> [Dataset extract]

<<<<

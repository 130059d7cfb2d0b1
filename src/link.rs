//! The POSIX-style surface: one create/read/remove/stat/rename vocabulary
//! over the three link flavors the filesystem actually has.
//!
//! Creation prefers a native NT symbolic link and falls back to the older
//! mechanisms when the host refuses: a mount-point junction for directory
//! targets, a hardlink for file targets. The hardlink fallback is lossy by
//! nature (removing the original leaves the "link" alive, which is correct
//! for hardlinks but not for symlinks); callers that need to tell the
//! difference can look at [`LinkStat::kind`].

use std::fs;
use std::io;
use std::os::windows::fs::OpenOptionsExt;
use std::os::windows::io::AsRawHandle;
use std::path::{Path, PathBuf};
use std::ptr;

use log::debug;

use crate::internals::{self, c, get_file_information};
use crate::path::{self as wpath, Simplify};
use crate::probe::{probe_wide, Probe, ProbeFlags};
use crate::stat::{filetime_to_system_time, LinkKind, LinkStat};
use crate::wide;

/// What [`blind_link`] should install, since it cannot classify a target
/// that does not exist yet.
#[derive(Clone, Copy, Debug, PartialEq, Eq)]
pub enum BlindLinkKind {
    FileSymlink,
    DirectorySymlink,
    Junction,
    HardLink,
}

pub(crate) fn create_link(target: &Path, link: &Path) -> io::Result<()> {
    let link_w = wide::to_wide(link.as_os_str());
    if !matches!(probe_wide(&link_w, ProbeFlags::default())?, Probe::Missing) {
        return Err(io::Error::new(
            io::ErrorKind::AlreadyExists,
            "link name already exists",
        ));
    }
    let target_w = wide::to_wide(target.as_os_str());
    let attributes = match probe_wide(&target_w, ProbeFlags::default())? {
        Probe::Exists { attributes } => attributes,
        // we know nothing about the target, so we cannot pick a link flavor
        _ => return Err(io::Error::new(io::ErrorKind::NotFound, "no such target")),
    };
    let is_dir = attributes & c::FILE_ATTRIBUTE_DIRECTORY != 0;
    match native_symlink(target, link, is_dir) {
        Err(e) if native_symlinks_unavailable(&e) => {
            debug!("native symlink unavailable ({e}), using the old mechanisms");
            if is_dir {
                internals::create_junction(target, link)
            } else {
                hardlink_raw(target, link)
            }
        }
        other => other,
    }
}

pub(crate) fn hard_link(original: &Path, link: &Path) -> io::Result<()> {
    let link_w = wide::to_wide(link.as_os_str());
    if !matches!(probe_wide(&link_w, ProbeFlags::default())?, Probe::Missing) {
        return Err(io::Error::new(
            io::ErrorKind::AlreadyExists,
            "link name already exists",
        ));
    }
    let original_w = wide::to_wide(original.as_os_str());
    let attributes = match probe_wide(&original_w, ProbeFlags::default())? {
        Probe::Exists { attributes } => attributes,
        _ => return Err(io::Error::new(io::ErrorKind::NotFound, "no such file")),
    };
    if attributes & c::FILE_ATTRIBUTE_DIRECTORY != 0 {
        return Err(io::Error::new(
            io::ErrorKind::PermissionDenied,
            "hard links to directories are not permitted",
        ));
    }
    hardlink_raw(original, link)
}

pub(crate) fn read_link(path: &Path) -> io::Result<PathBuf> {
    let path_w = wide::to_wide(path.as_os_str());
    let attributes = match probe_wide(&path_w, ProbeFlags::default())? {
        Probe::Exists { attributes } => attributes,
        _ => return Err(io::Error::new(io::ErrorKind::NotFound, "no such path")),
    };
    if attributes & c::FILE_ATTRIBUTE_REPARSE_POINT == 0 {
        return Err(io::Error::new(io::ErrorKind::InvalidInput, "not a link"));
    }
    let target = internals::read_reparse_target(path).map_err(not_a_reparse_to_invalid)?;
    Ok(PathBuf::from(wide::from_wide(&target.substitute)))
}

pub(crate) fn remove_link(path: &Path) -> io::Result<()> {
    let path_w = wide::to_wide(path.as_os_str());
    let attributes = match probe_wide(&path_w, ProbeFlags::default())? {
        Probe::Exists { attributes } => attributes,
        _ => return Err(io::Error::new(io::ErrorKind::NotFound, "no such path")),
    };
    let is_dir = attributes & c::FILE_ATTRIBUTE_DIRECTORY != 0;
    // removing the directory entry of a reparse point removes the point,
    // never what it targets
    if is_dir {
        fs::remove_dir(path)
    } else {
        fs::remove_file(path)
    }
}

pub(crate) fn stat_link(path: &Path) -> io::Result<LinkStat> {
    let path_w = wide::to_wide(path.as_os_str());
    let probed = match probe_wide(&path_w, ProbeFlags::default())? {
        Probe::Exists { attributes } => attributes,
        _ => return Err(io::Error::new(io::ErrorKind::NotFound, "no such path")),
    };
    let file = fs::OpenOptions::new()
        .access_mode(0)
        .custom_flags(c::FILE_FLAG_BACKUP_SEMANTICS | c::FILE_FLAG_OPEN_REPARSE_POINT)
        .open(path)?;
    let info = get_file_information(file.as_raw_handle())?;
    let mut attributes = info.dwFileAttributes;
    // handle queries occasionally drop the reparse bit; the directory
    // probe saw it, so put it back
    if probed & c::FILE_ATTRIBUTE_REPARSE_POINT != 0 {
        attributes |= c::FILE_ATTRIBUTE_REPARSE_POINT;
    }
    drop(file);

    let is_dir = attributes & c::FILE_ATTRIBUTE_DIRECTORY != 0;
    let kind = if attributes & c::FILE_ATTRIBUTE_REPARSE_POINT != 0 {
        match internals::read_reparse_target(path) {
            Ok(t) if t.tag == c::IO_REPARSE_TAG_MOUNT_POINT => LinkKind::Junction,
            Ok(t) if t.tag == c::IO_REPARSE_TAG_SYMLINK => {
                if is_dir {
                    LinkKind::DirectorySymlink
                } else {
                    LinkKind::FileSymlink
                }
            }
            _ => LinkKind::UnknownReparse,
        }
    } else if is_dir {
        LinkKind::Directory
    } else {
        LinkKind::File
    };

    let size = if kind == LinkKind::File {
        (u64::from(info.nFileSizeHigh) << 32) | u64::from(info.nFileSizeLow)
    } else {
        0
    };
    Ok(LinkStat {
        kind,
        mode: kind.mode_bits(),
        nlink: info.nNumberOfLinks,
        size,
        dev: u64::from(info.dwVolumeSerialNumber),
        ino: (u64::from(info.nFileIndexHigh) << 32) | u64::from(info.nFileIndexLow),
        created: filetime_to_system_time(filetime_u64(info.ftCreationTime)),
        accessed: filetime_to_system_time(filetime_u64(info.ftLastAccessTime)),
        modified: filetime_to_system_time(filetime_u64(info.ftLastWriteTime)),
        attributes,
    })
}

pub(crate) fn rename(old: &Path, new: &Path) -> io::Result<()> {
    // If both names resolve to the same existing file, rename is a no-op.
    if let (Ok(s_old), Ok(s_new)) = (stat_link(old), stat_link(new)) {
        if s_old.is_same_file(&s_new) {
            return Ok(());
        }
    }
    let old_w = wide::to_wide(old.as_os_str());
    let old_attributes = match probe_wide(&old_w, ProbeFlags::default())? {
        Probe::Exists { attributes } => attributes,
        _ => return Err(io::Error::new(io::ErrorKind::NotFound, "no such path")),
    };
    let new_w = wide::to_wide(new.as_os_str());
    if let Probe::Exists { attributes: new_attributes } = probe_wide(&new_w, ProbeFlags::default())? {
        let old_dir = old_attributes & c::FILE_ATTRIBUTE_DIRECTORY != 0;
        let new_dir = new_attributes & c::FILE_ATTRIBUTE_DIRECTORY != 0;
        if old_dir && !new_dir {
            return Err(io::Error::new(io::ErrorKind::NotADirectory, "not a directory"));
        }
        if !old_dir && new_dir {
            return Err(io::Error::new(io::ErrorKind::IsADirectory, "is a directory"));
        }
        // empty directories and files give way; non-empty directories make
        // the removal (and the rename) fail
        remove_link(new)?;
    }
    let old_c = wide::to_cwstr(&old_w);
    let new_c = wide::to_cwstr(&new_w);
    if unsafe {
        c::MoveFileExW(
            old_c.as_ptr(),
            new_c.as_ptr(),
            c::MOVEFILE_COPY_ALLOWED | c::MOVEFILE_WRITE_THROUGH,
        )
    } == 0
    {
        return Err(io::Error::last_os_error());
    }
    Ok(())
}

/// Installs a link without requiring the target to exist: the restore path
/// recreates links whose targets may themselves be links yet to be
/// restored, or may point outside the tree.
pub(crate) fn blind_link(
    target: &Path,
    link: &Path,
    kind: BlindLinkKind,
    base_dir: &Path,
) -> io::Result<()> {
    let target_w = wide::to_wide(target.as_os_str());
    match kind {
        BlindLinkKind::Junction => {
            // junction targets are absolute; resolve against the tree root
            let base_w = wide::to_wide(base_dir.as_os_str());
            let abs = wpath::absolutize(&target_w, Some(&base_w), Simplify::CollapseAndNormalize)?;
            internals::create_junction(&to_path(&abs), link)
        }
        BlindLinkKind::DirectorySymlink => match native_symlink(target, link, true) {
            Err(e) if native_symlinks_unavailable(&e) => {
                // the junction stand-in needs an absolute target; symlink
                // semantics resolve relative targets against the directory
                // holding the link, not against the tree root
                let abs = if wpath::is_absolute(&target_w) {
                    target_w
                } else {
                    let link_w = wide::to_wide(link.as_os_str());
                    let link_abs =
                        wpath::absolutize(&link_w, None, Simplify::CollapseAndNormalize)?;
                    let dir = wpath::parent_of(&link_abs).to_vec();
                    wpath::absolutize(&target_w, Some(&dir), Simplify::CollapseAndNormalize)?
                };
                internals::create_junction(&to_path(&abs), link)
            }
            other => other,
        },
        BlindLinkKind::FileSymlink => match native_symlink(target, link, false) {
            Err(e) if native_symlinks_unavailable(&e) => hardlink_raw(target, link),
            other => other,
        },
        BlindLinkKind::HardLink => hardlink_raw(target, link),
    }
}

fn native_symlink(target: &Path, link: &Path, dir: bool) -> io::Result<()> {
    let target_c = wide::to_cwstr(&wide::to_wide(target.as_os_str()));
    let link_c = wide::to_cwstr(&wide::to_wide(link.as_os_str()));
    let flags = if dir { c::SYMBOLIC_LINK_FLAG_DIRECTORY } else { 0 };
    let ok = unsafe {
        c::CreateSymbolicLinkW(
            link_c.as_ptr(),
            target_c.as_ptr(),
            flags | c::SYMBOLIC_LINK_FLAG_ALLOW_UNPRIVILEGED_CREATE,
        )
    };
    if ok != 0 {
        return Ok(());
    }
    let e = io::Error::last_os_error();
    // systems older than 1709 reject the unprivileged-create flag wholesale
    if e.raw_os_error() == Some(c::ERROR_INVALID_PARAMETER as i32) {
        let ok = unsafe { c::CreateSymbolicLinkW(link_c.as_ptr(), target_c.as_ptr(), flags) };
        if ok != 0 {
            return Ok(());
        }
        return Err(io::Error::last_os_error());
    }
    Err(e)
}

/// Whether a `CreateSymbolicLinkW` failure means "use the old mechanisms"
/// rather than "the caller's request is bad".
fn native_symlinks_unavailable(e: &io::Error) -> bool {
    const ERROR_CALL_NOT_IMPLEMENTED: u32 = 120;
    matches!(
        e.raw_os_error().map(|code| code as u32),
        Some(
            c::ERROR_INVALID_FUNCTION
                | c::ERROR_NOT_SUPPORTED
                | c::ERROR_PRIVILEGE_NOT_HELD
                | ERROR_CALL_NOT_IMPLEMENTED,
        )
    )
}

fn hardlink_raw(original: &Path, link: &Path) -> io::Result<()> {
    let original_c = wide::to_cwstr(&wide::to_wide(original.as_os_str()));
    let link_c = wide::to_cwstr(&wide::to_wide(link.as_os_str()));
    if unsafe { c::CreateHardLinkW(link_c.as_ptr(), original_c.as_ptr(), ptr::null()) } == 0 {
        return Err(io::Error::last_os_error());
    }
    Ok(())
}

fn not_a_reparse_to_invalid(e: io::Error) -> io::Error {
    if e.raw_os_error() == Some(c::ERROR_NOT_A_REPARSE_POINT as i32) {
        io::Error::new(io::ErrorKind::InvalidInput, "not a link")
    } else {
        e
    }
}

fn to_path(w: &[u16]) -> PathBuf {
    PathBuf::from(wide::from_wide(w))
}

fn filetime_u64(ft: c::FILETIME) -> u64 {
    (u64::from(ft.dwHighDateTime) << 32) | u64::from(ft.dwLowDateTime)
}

>>>>

> [Your goal]
Search the material for the word "against" and report how many lines hold it. Add nothing else.

> [Answer for this exercise]
3